2) John H. Haaren & A.B. Poland, Famous Men of the Middle Ages (Louisville, KY: Memoria, 2006). Part of a series of collections of brief illustrated accounts of historic persons, this was one of many books given out at a talk emphasising the integration of subjects called ‘Planning for a Creative Classroom’, by Veritas co-owner Laurie Detweiler.

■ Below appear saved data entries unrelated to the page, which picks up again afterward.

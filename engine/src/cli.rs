//! CLI interface for Mnemo
//!
//! Commands and global flags, defined with clap's derive API.

use clap::{Parser, Subcommand, ValueEnum};
use std::path::PathBuf;

use crate::session::SessionField;

/// Mnemo companion chat
///
/// Chat with a persona that remembers: every turn is stored in and enriched
/// from a remote memory service, for both you and the persona.
#[derive(Parser, Debug)]
#[command(name = "mnemo")]
#[command(version, about, long_about = None)]
pub struct Cli {
    /// Output in JSON format
    #[arg(long, global = true)]
    pub json: bool,

    /// Set log level (error, warn, info, debug, trace)
    #[arg(long, global = true, value_name = "LEVEL")]
    pub log: Option<String>,

    /// Specify alternate configuration file
    #[arg(long, global = true, value_name = "PATH")]
    pub config: Option<PathBuf>,

    #[command(subcommand)]
    pub command: Command,
}

/// Available commands
#[derive(Subcommand, Debug)]
pub enum Command {
    /// Start an interactive conversation
    Chat,

    /// Send a single message and print the reply
    Send {
        /// The message to send
        text: String,
    },

    /// List stored memories for the user and the persona
    Memories,

    /// View and edit session settings
    Session {
        #[command(subcommand)]
        action: SessionAction,
    },

    /// Run the memory proxy server
    Proxy {
        /// Bind address, overrides [proxy].bind
        #[arg(long, value_name = "ADDR")]
        bind: Option<String>,
    },
}

/// Session settings actions
#[derive(Subcommand, Debug)]
pub enum SessionAction {
    /// Show all settings (API keys redacted)
    Show,

    /// Set a setting, e.g. `session set aiName "Ei"`
    Set {
        /// Field key (aiName, systemPrompt, initialMessage, model, userId, agentId)
        field: SessionField,

        /// New value; an empty string clears identifiers
        value: String,
    },

    /// Prompt for an API key without echoing it
    SetKey {
        /// Which service the key is for
        service: KeyService,
    },
}

/// Services that take an API key
#[derive(ValueEnum, Debug, Clone, Copy, PartialEq, Eq)]
pub enum KeyService {
    /// Memory service key
    Mem0,
    /// Completion service key
    Openrouter,
}

impl KeyService {
    pub fn field(&self) -> SessionField {
        match self {
            KeyService::Mem0 => SessionField::MemoryApiKey,
            KeyService::Openrouter => SessionField::CompletionApiKey,
        }
    }
}
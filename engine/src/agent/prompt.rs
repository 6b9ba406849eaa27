//! Completion request assembly

use sdk::types::ChatMessage;

use super::transcript::Transcript;
use crate::memory::PartitionedMemories;

/// Memory-usage instructions appended to the persona prompt
pub const MEMORY_PROMPT: &str = "You may have access to both the user's memories and your own memories from previous interactions. All memories under 'User memories' are exclusively for the user, and all memories under 'Companion memories' are exclusively your memories. Companion memories are things you've said in previous interactions. Use them if you think they are relevant to what the user is saying. Use your own memories to maintain consistency in your personality and previous interactions.";

/// Leading system message: persona prompt then memory instructions
pub fn system_message(persona_prompt: &str) -> ChatMessage {
    let content = if persona_prompt.trim().is_empty() {
        MEMORY_PROMPT.to_string()
    } else {
        format!("{}\n\n{}", persona_prompt.trim_end(), MEMORY_PROMPT)
    };
    ChatMessage::system(content)
}

/// Trailing system message listing both partitions under separate labels
pub fn memories_message(memories: &PartitionedMemories) -> ChatMessage {
    ChatMessage::system(format!(
        "User memories from previous interactions: {}\n\nCompanion memories from previous interactions: {}",
        memories.user.join(","),
        memories.agent.join(",")
    ))
}

/// `[system] + transcript without placeholder + [memories]`
pub fn build_request(
    persona_prompt: &str,
    transcript: &Transcript,
    memories: &PartitionedMemories,
) -> Vec<ChatMessage> {
    let mut request = Vec::with_capacity(transcript.len() + 2);
    request.push(system_message(persona_prompt));
    request.extend(transcript.to_chat());
    request.push(memories_message(memories));
    request
}

#[cfg(test)]
mod tests {
    use super::*;
    use crate::agent::transcript::Message;
    use sdk::types::Role;

    #[test]
    fn test_request_shape() {
        let mut transcript = Transcript::with_greeting("Hi.");
        transcript.push(Message::text(Role::User, "hello"));
        transcript.push_pending();

        let memories = PartitionedMemories {
            user: vec!["likes tea".to_string(), "lives in Osaka".to_string()],
            agent: vec![],
        };

        let request = build_request("You are Haruka.", &transcript, &memories);
        assert_eq!(request.len(), 4);
        assert_eq!(request[0].role, Role::System);
        assert!(request[0].content.starts_with("You are Haruka."));
        assert!(request[0].content.ends_with(MEMORY_PROMPT));
        assert_eq!(request[1], ChatMessage::assistant("Hi."));
        assert_eq!(request[2], ChatMessage::user("hello"));
        assert_eq!(
            request[3].content,
            "User memories from previous interactions: likes tea,lives in Osaka\n\nCompanion memories from previous interactions: "
        );
    }

    #[test]
    fn test_empty_persona_prompt() {
        assert_eq!(system_message("  ").content, MEMORY_PROMPT);
    }
}
//! Mnemo SDK
//!
//! Shared library providing the wire types and error types used by both the
//! engine and the memory proxy.

/// Error types and handling
pub mod errors;

/// Owner partitions and chat wire messages
pub mod types;

// Re-export commonly used types
pub use errors::{EngineError, UserFacing};
pub use types::{ChatMessage, OwnerKind, Role};
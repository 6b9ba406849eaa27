//! Error types and handling
//!
//! This module provides the top-level error type shared by the engine and the
//! memory proxy. Every variant implements `UserFacing`, which yields a short
//! hint that is safe to show to end users.
//!
//! # Security
//!
//! Error messages never carry credentials. Callers that embed upstream
//! response bodies are expected to scrub them first.

use thiserror::Error;

/// Extension trait for errors that surface to end users
pub trait UserFacing {
    /// Returns a user-friendly hint for the error
    ///
    /// The hint never contains secrets or internal details.
    fn user_hint(&self) -> &str;

    /// Returns whether the error is recoverable
    ///
    /// Recoverable errors can be retried by the user (for example by sending
    /// the message again). Non-recoverable errors need a configuration change.
    fn is_recoverable(&self) -> bool;
}

/// Main engine error type
///
/// # Error Categories
///
/// - **Configuration**: Invalid or missing application configuration
/// - **Storage**: Session store read/write failures
/// - **Memory service**: Failures talking to the memory store
/// - **Completion service**: Failures talking to the LLM provider
/// - **Validation**: Rejected input before any network call
///
/// # Examples
///
/// ```
/// use sdk::errors::{EngineError, UserFacing};
///
/// let error = EngineError::MissingCredential("mem0ApiKey".to_string());
/// println!("Hint: {}", error.user_hint());
/// assert!(!error.is_recoverable());
/// ```
#[derive(Debug, Error)]
pub enum EngineError {
    // Configuration errors
    #[error("Configuration error: {0}")]
    Config(String),

    #[error("Missing credential: {0}")]
    MissingCredential(String),

    // Storage errors
    #[error("Storage error: {0}")]
    Storage(String),

    // Remote service errors
    #[error("Memory service error: {0}")]
    MemoryService(String),

    #[error("Completion service error: {0}")]
    CompletionService(String),

    #[error("Credential rejected by {0}")]
    CredentialRejected(String),

    // Input errors
    #[error("Validation error: {0}")]
    Validation(String),

    // Network errors
    #[error("Network error: {0}")]
    Network(String),

    // Generic IO error
    #[error("IO error: {0}")]
    Io(#[from] std::io::Error),
}

impl UserFacing for EngineError {
    fn user_hint(&self) -> &str {
        match self {
            Self::Config(_) => "Check your config.toml file for errors",
            Self::MissingCredential(_) => "Set your API keys with 'mnemo session set-key'",
            Self::Storage(_) => "Could not read or write session settings",
            Self::MemoryService(_) => "Memory service unavailable. Try again later",
            Self::CompletionService(_) => "The model did not answer. Try sending again",
            Self::CredentialRejected(_) => "An API key was rejected. Check your keys",
            Self::Validation(_) => "Message rejected. Type something first",
            Self::Network(_) => "Network operation failed. Check your connection",
            Self::Io(_) => "File system operation failed",
        }
    }

    fn is_recoverable(&self) -> bool {
        !matches!(
            self,
            Self::Config(_) | Self::MissingCredential(_) | Self::CredentialRejected(_)
        )
    }
}
//! Command handlers for CLI operations
//!
//! - chat: interactive conversation loop
//! - send: run one turn
//! - memories: list both memory partitions
//! - session show / set / set-key: view and edit session settings
//! - proxy: run the memory proxy

use anyhow::{Context, Result};
use sdk::errors::UserFacing;
use sdk::types::Role;
use serde_json::json;
use std::io::Write;
use std::sync::Arc;
use std::time::Duration;
use tokio::io::{AsyncBufReadExt, BufReader};

use crate::agent::{Message, TurnOrchestrator};
use crate::config::Config;
use crate::llm::openrouter::OpenRouterGateway;
use crate::llm::CompletionGateway;
use crate::memory::{Mem0Gateway, MemoryGateway, MemoryPanel, PartitionedMemories};
use crate::message_bus::{Event, EventBus};
use crate::session::{SessionConfig, SessionField, SessionStore};

/// Output format for command results
#[derive(Debug, Clone, Copy)]
pub enum OutputFormat {
    /// Human-readable text output
    Text,
    /// JSON output for machine consumption
    Json,
}

/// Everything a command needs to run turns
pub struct Services {
    pub store: SessionStore,
    pub memory: Arc<dyn MemoryGateway>,
    pub completion: Arc<dyn CompletionGateway>,
    pub bus: Arc<EventBus>,
}

impl Services {
    /// Wire the HTTP gateways and the session store from `config`
    pub fn from_config(config: &Config) -> Self {
        let store = if config.core.use_keyring {
            SessionStore::with_keychain(config.session_path())
        } else {
            SessionStore::file_only(config.session_path())
        };
        Self {
            store,
            memory: Arc::new(Mem0Gateway::from_config(&config.memory)),
            completion: Arc::new(OpenRouterGateway::new(
                config.completion.base_url.clone(),
                Duration::from_secs(config.completion.timeout_secs),
            )),
            bus: Arc::new(EventBus::new()),
        }
    }

    pub fn orchestrator(&self, session: SessionConfig) -> TurnOrchestrator {
        TurnOrchestrator::new(
            session,
            Arc::clone(&self.memory),
            Arc::clone(&self.completion),
            Arc::clone(&self.bus),
        )
    }

    pub fn panel(&self) -> MemoryPanel {
        MemoryPanel::new(Arc::clone(&self.memory))
    }

    /// Persist session settings, carrying a persona rename into the greeting
    pub async fn save_session(
        &self,
        previous: &SessionConfig,
        next: SessionConfig,
    ) -> Result<SessionConfig> {
        let next = next.renamed_from(previous);
        self.store.save(&next)?;
        self.bus.publish(Event::ConfigSaved).await;
        Ok(next)
    }
}

/// Interactive conversation over stdin
pub async fn handle_chat(config: &Config, format: OutputFormat) -> Result<()> {
    let services = Services::from_config(config);
    let mut session = services.store.load()?;

    if !session.is_usable() {
        println!("API keys are required before chatting.");
        for field in session.missing_credentials() {
            let value = read_secret(field)?;
            if value.trim().is_empty() {
                anyhow::bail!("{} is required; set it with `mnemo session set-key`", field);
            }
            let mut next = session.clone();
            next.set(field, value.trim());
            session = services.save_session(&session, next).await?;
        }
    }

    let orchestrator = services.orchestrator(session.clone());
    let panel = services.panel();
    let name = session.ai_name.clone();

    if let Some(greeting) = orchestrator.transcript().messages().first() {
        print_message(&name, greeting, format)?;
    }

    let mut lines = BufReader::new(tokio::io::stdin()).lines();
    loop {
        if matches!(format, OutputFormat::Text) {
            print!("> ");
            std::io::stdout().flush()?;
        }

        let Some(line) = lines.next_line().await? else {
            break;
        };

        match line.trim() {
            "" => continue,
            "/quit" => break,
            "/reset" => {
                orchestrator.reset()?;
                if let Some(greeting) = orchestrator.transcript().messages().first() {
                    print_message(&name, greeting, format)?;
                }
            }
            "/memories" => {
                let memories = panel.refresh(&orchestrator.config()).await;
                print_memories(&memories, format)?;
            }
            input => {
                if matches!(format, OutputFormat::Text) {
                    print!("{}: …", name);
                    std::io::stdout().flush()?;
                }

                let result = orchestrator.send(input).await;
                if matches!(format, OutputFormat::Text) {
                    // Clear the placeholder line
                    print!("\r");
                }

                match result {
                    Ok(_) => {
                        if let Some(reply) = orchestrator.transcript().messages().last() {
                            print_message(&name, reply, format)?;
                        }
                    }
                    Err(e) => print_turn_error(&e, format)?,
                }
            }
        }
    }

    orchestrator.flush_writes().await;
    Ok(())
}

/// Run one turn and print the reply, or the error.
///
/// Returns whether the turn resolved. A failed turn is already reported.
pub async fn handle_send(text: String, config: &Config, format: OutputFormat) -> Result<bool> {
    let services = Services::from_config(config);
    let session = services.store.load()?;
    let orchestrator = services.orchestrator(session);

    let result = orchestrator.send(&text).await;
    // A one-shot process would otherwise exit before the memories are stored
    orchestrator.flush_writes().await;

    match result {
        Ok(reply) => {
            match format {
                OutputFormat::Text => println!("{}", reply.content),
                OutputFormat::Json => {
                    let output = json!({
                        "status": "resolved",
                        "reply": reply,
                    });
                    println!("{}", serde_json::to_string_pretty(&output)?);
                }
            }
            Ok(true)
        }
        Err(e) => {
            // Reported here, so the caller only sets the exit status
            print_turn_error(&e, format)?;
            Ok(false)
        }
    }
}

/// List both memory partitions
pub async fn handle_memories(config: &Config, format: OutputFormat) -> Result<()> {
    let services = Services::from_config(config);
    let session = services.store.load()?;

    if session.memory_api_key.is_empty() {
        anyhow::bail!(
            "{} is not set; run `mnemo session set-key mem0`",
            SessionField::MemoryApiKey
        );
    }

    let memories = services.panel().refresh(&session).await;
    print_memories(&memories, format)
}

/// Show session settings with API keys redacted
pub async fn handle_session_show(config: &Config, format: OutputFormat) -> Result<()> {
    let services = Services::from_config(config);
    let session = services.store.load()?;

    match format {
        OutputFormat::Text => {
            println!("Session settings ({}):", config.session_path().display());
            let key_store = if config.core.use_keyring {
                "OS keychain"
            } else {
                "session file"
            };
            println!("API keys kept in: {}", key_store);
            for field in SessionField::ALL {
                println!("  {:<18} {}", field.key(), display_value(&session, field));
            }
            let missing = session.missing_credentials();
            if !missing.is_empty() {
                println!();
                for field in missing {
                    println!("  ! {} is not set", field);
                }
            }
        }
        OutputFormat::Json => {
            let entries: serde_json::Map<String, serde_json::Value> = SessionField::ALL
                .iter()
                .map(|f| (f.key().to_string(), json!(display_value(&session, *f))))
                .collect();
            println!("{}", serde_json::to_string_pretty(&entries)?);
        }
    }

    Ok(())
}

/// Set one session field
pub async fn handle_session_set(
    field: SessionField,
    value: String,
    config: &Config,
    format: OutputFormat,
) -> Result<()> {
    if field.is_secret() {
        anyhow::bail!("Use `mnemo session set-key` for API keys");
    }

    let services = Services::from_config(config);
    let previous = services.store.load()?;
    let mut next = previous.clone();
    next.set(field, value);
    let saved = services.save_session(&previous, next).await?;

    match format {
        OutputFormat::Text => println!("{} = {}", field, saved.get(field)),
        OutputFormat::Json => println!(
            "{}",
            serde_json::to_string_pretty(&json!({ field.key(): saved.get(field) }))?
        ),
    }
    Ok(())
}

/// Prompt for an API key without echo and store it
pub async fn handle_session_set_key(
    field: SessionField,
    config: &Config,
    format: OutputFormat,
) -> Result<()> {
    let value = read_secret(field)?;

    let services = Services::from_config(config);
    let previous = services.store.load()?;
    let mut next = previous.clone();
    next.set(field, value.trim());
    services.save_session(&previous, next).await?;

    let status = if value.trim().is_empty() { "cleared" } else { "stored" };
    match format {
        OutputFormat::Text => println!("{} {}.", field, status),
        OutputFormat::Json => println!(
            "{}",
            serde_json::to_string_pretty(&json!({ "field": field.key(), "status": status }))?
        ),
    }
    Ok(())
}

/// Run the memory proxy until Ctrl-C
pub async fn handle_proxy(config: &Config, bind: Option<String>) -> Result<()> {
    let bind = bind.unwrap_or_else(|| config.proxy.bind.clone());

    memory_proxy::serve(&bind, &config.proxy.upstream, async {
        tokio::signal::ctrl_c().await.ok();
    })
    .await
    .context("Memory proxy failed")
}

fn read_secret(field: SessionField) -> Result<String> {
    let prompt = format!("{}: ", field);
    rpassword::read_password_from_tty(Some(prompt.as_str()))
        .with_context(|| format!("Failed to read {}", field))
}

fn display_value(session: &SessionConfig, field: SessionField) -> String {
    let value = session.get(field);
    if field.is_secret() {
        if value.is_empty() {
            "(not set)".to_string()
        } else {
            "[REDACTED]".to_string()
        }
    } else {
        value.to_string()
    }
}

fn print_message(name: &str, message: &Message, format: OutputFormat) -> Result<()> {
    let text = message.as_text().unwrap_or("…");
    match format {
        OutputFormat::Text => {
            let speaker = match message.role {
                Role::Assistant => name,
                Role::User => "you",
                Role::System => "system",
            };
            println!("{}: {}", speaker, text);
        }
        OutputFormat::Json => {
            println!(
                "{}",
                json!({ "role": message.role, "content": text })
            );
        }
    }
    Ok(())
}

fn print_turn_error(error: &crate::agent::TurnError, format: OutputFormat) -> Result<()> {
    match format {
        OutputFormat::Text => {
            println!("✗ {}", error.user_hint());
            tracing::debug!("Turn error detail: {}", error);
        }
        OutputFormat::Json => {
            let output = json!({
                "status": "failed",
                "error": error.to_string(),
                "recoverable": error.is_recoverable(),
            });
            println!("{}", serde_json::to_string_pretty(&output)?);
        }
    }
    Ok(())
}

fn print_memories(memories: &PartitionedMemories, format: OutputFormat) -> Result<()> {
    match format {
        OutputFormat::Text => {
            for (label, items) in [
                ("User memories", &memories.user),
                ("Companion memories", &memories.agent),
            ] {
                println!("{} ({}):", label, items.len());
                if items.is_empty() {
                    println!("  (none)");
                }
                for item in items {
                    println!("  - {}", item);
                }
            }
        }
        OutputFormat::Json => {
            let output = json!({
                "user": memories.user,
                "agent": memories.agent,
            });
            println!("{}", serde_json::to_string_pretty(&output)?);
        }
    }
    Ok(())
}
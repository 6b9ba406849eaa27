//! Configuration management
//!
//! This module handles loading, validation, and management of the Mnemo
//! application configuration. Configuration is stored in TOML format at
//! ~/.mnemo/config.toml.
//!
//! # Configuration Sections
//!
//! - **core**: Log level, data directory
//! - **memory**: Memory service endpoint and request shape
//! - **completion**: Completion service endpoint
//! - **proxy**: Bind address and upstream of the memory proxy
//!
//! The per-user session settings (persona, prompts, identifiers, API keys)
//! are not part of this file. They live in the session store under
//! `data_dir`, see [`crate::session`].
//!
//! # Examples
//!
//! ```no_run
//! use mnemo_engine::config::Config;
//!
//! # fn main() -> Result<(), Box<dyn std::error::Error>> {
//! let config = Config::load_or_create()?;
//! println!("Memory service: {}", config.memory.base_url);
//! # Ok(())
//! # }
//! ```

use sdk::errors::EngineError;
use serde::{Deserialize, Serialize};
use std::fs;
use std::path::{Path, PathBuf};

/// Main configuration structure
#[derive(Debug, Clone, Serialize, Deserialize)]
pub struct Config {
    /// Core settings
    #[serde(default)]
    pub core: CoreConfig,

    /// Memory service settings
    #[serde(default)]
    pub memory: MemoryServiceConfig,

    /// Completion service settings
    #[serde(default)]
    pub completion: CompletionServiceConfig,

    /// Memory proxy settings
    #[serde(default)]
    pub proxy: ProxyConfig,
}

/// Core configuration
#[derive(Debug, Clone, Serialize, Deserialize)]
pub struct CoreConfig {
    /// Log level (error, warn, info, debug, trace)
    #[serde(default = "default_log_level")]
    pub log_level: String,

    /// Data directory path (supports ~ expansion)
    #[serde(default = "default_data_dir")]
    pub data_dir: PathBuf,

    /// Keep API keys in the OS keychain. Turn off on headless machines, the
    /// keys then go to the session file (mode 0600).
    #[serde(default = "default_use_keyring")]
    pub use_keyring: bool,
}

/// Memory service configuration
#[derive(Debug, Clone, Serialize, Deserialize)]
pub struct MemoryServiceConfig {
    /// Base URL of the memory service (without the /v1 suffix)
    #[serde(default = "default_memory_base_url")]
    pub base_url: String,

    /// Authorization scheme placed before the API key
    #[serde(default = "default_auth_scheme")]
    pub auth_scheme: String,

    /// Response format requested from the memory service
    #[serde(default = "default_output_format")]
    pub output_format: String,

    /// Request timeout in seconds
    #[serde(default = "default_timeout_secs")]
    pub timeout_secs: u64,
}

/// Completion service configuration
#[derive(Debug, Clone, Serialize, Deserialize)]
pub struct CompletionServiceConfig {
    /// Base URL of the OpenAI-compatible API
    #[serde(default = "default_completion_base_url")]
    pub base_url: String,

    /// Request timeout in seconds
    #[serde(default = "default_timeout_secs")]
    pub timeout_secs: u64,
    // Note: API key lives in the session store, not in config
}

/// Memory proxy configuration
#[derive(Debug, Clone, Serialize, Deserialize)]
pub struct ProxyConfig {
    /// Socket address the proxy binds to
    #[serde(default = "default_proxy_bind")]
    pub bind: String,

    /// Upstream memory service the proxy forwards to
    #[serde(default = "default_memory_base_url")]
    pub upstream: String,
}

// Default value functions
fn default_log_level() -> String {
    "info".to_string()
}

fn default_data_dir() -> PathBuf {
    PathBuf::from("~/.mnemo")
}

fn default_use_keyring() -> bool {
    true
}

fn default_memory_base_url() -> String {
    "https://api.mem0.ai".to_string()
}

fn default_auth_scheme() -> String {
    "Token".to_string()
}

fn default_output_format() -> String {
    "v1.1".to_string()
}

fn default_completion_base_url() -> String {
    "https://openrouter.ai/api/v1".to_string()
}

fn default_timeout_secs() -> u64 {
    120
}

fn default_proxy_bind() -> String {
    "127.0.0.1:3000".to_string()
}

impl Default for CoreConfig {
    fn default() -> Self {
        Self {
            log_level: default_log_level(),
            data_dir: default_data_dir(),
            use_keyring: default_use_keyring(),
        }
    }
}

impl Default for MemoryServiceConfig {
    fn default() -> Self {
        Self {
            base_url: default_memory_base_url(),
            auth_scheme: default_auth_scheme(),
            output_format: default_output_format(),
            timeout_secs: default_timeout_secs(),
        }
    }
}

impl Default for CompletionServiceConfig {
    fn default() -> Self {
        Self {
            base_url: default_completion_base_url(),
            timeout_secs: default_timeout_secs(),
        }
    }
}

impl Default for ProxyConfig {
    fn default() -> Self {
        Self {
            bind: default_proxy_bind(),
            upstream: default_memory_base_url(),
        }
    }
}

impl Default for Config {
    fn default() -> Self {
        Self {
            core: CoreConfig::default(),
            memory: MemoryServiceConfig::default(),
            completion: CompletionServiceConfig::default(),
            proxy: ProxyConfig::default(),
        }
    }
}

impl Config {
    /// Load configuration from the default location (~/.mnemo/config.toml)
    ///
    /// If the configuration file doesn't exist, creates a default configuration.
    ///
    /// # Errors
    ///
    /// Returns an error if the file cannot be read or written, TOML parsing
    /// fails, or validation fails.
    pub fn load_or_create() -> Result<Self, EngineError> {
        let config_path = Self::default_config_path()?;

        if config_path.exists() {
            Self::load_from_path(&config_path)
        } else {
            Self::create_default(&config_path)
        }
    }

    /// Load configuration from a specific path
    ///
    /// # Errors
    ///
    /// Returns an error if:
    /// - File cannot be read
    /// - TOML parsing fails
    /// - Validation fails
    pub fn load_from_path(path: &Path) -> Result<Self, EngineError> {
        let contents = fs::read_to_string(path)
            .map_err(|e| EngineError::Config(format!("Failed to read config file: {}", e)))?;

        let mut config: Config = toml::from_str(&contents)
            .map_err(|e| EngineError::Config(format!("Failed to parse config: {}", e)))?;

        config.validate_and_process()?;

        Ok(config)
    }

    /// Create default configuration and save to path
    fn create_default(path: &Path) -> Result<Self, EngineError> {
        if let Some(parent) = path.parent() {
            fs::create_dir_all(parent).map_err(|e| {
                EngineError::Config(format!("Failed to create config directory: {}", e))
            })?;
        }

        let toml_string = toml::to_string_pretty(&Self::default())
            .map_err(|e| EngineError::Config(format!("Failed to serialize config: {}", e)))?;

        fs::write(path, toml_string)
            .map_err(|e| EngineError::Config(format!("Failed to write config file: {}", e)))?;

        let mut config = Self::default();
        config.validate_and_process()?;

        Ok(config)
    }

    /// Get the default configuration file path (~/.mnemo/config.toml)
    fn default_config_path() -> Result<PathBuf, EngineError> {
        let home = dirs::home_dir()
            .ok_or_else(|| EngineError::Config("Could not determine home directory".to_string()))?;

        Ok(home.join(".mnemo").join("config.toml"))
    }

    /// Path of the persisted session settings
    pub fn session_path(&self) -> PathBuf {
        self.core.data_dir.join("session.toml")
    }

    /// Validate and process configuration
    ///
    /// This method:
    /// - Validates the log level and service URLs
    /// - Expands ~ in the data directory
    /// - Creates the data directory if it doesn't exist
    fn validate_and_process(&mut self) -> Result<(), EngineError> {
        let valid_log_levels = ["error", "warn", "info", "debug", "trace"];
        if !valid_log_levels.contains(&self.core.log_level.as_str()) {
            return Err(EngineError::Config(format!(
                "Invalid log level '{}'. Must be one of: {}",
                self.core.log_level,
                valid_log_levels.join(", ")
            )));
        }

        for (name, url) in [
            ("memory.base_url", &self.memory.base_url),
            ("completion.base_url", &self.completion.base_url),
            ("proxy.upstream", &self.proxy.upstream),
        ] {
            if !(url.starts_with("http://") || url.starts_with("https://")) {
                return Err(EngineError::Config(format!(
                    "{} must be an http(s) URL, got '{}'",
                    name, url
                )));
            }
        }

        if self.memory.auth_scheme.trim().is_empty() {
            return Err(EngineError::Config(
                "memory.auth_scheme must not be empty".to_string(),
            ));
        }

        self.core.data_dir = expand_path(&self.core.data_dir)?;

        if !self.core.data_dir.exists() {
            fs::create_dir_all(&self.core.data_dir).map_err(|e| {
                EngineError::Config(format!("Failed to create data directory: {}", e))
            })?;
        }

        Ok(())
    }
}

/// Expand ~ in path to user's home directory
fn expand_path(path: &Path) -> Result<PathBuf, EngineError> {
    let path_str = path
        .to_str()
        .ok_or_else(|| EngineError::Config("Invalid UTF-8 in path".to_string()))?;

    if let Some(rest) = path_str.strip_prefix("~/") {
        let home = dirs::home_dir()
            .ok_or_else(|| EngineError::Config("Could not determine home directory".to_string()))?;

        Ok(home.join(rest))
    } else if path_str == "~" {
        dirs::home_dir()
            .ok_or_else(|| EngineError::Config("Could not determine home directory".to_string()))
    } else {
        Ok(path.to_path_buf())
    }
}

3) Paul Heyne, A Student’s Guide to Economics, ed. Joseph A. Weglarz (Wilmington, DE: ISI, 2007). This one is part of a series from the Intercollegiate Studies Institute designed as ‘reader-friendly introductions to the most important fields of knowledge in the liberal arts’. Visitors to the ISI table were initially allowed to choose one free of charge, but by the end of the conference Ms Huntley was eager to lighten her load as much as possible and I snapped up this along with anything else I saw.

4) Harvey C. Mansfield, A Student’s Guide to Political Philosophy (Wilmington, DE: ISI, 2008). Another score from the closing moments of the ISI table.

5) James V. Schall, SJ, A Student’s Guide to Liberal Learning (Wilmington, DE: ISI, 2000). This one was actually my first choice of the Student’s Guides, and I read it straight through Friday night. Writing for the student who feels his deepest questions—those which concern the meaning of life itself—are not being answered in his university education, Schall provides a delightful, highly informal sympathetic guide. Here is a welcome passage on the ‘Great Books’ approach to things:

[In his famous essay, ‘What Is Liberal Education?’, Leo] Strauss also mentioned, however—which is [Frederick D.] Wilhelmsen’s point [in an essay entitled ‘Great Books: Enemies of Wisdom’]—that careful study of the great thinkers reveals eventually that they contradict each other. And contradictories cannot both be right; but they can stimulate our curiosity. The study of ‘great books’ can lead students to a kind of implicit relativism or to a choice of a great mind that leads them far afield. Or they will think that if the great thinkers do not agree, ‘whom am I to dispute them?’ ‘Why bother?’ The whole point of this present essay, while in no way doubting Strauss’s point about the great minds contradicting each other, is to suggest that this controversy among the great minds can lead to a false sort of humility, something that misunderstands what the mind is about. In the modern world, Chesterton said, humility is misplaced; it is thought to be located in the intellect where it does not belong, whereas it is a virtue of the will, an awareness of our own tendencies to pride. We should not doubt our minds but our motives. The condition of not knowing should not lead us to a further skepticism but to a more intense search for truth. We should see in what sense a great mind might reveal something of the truth even in its error. [1]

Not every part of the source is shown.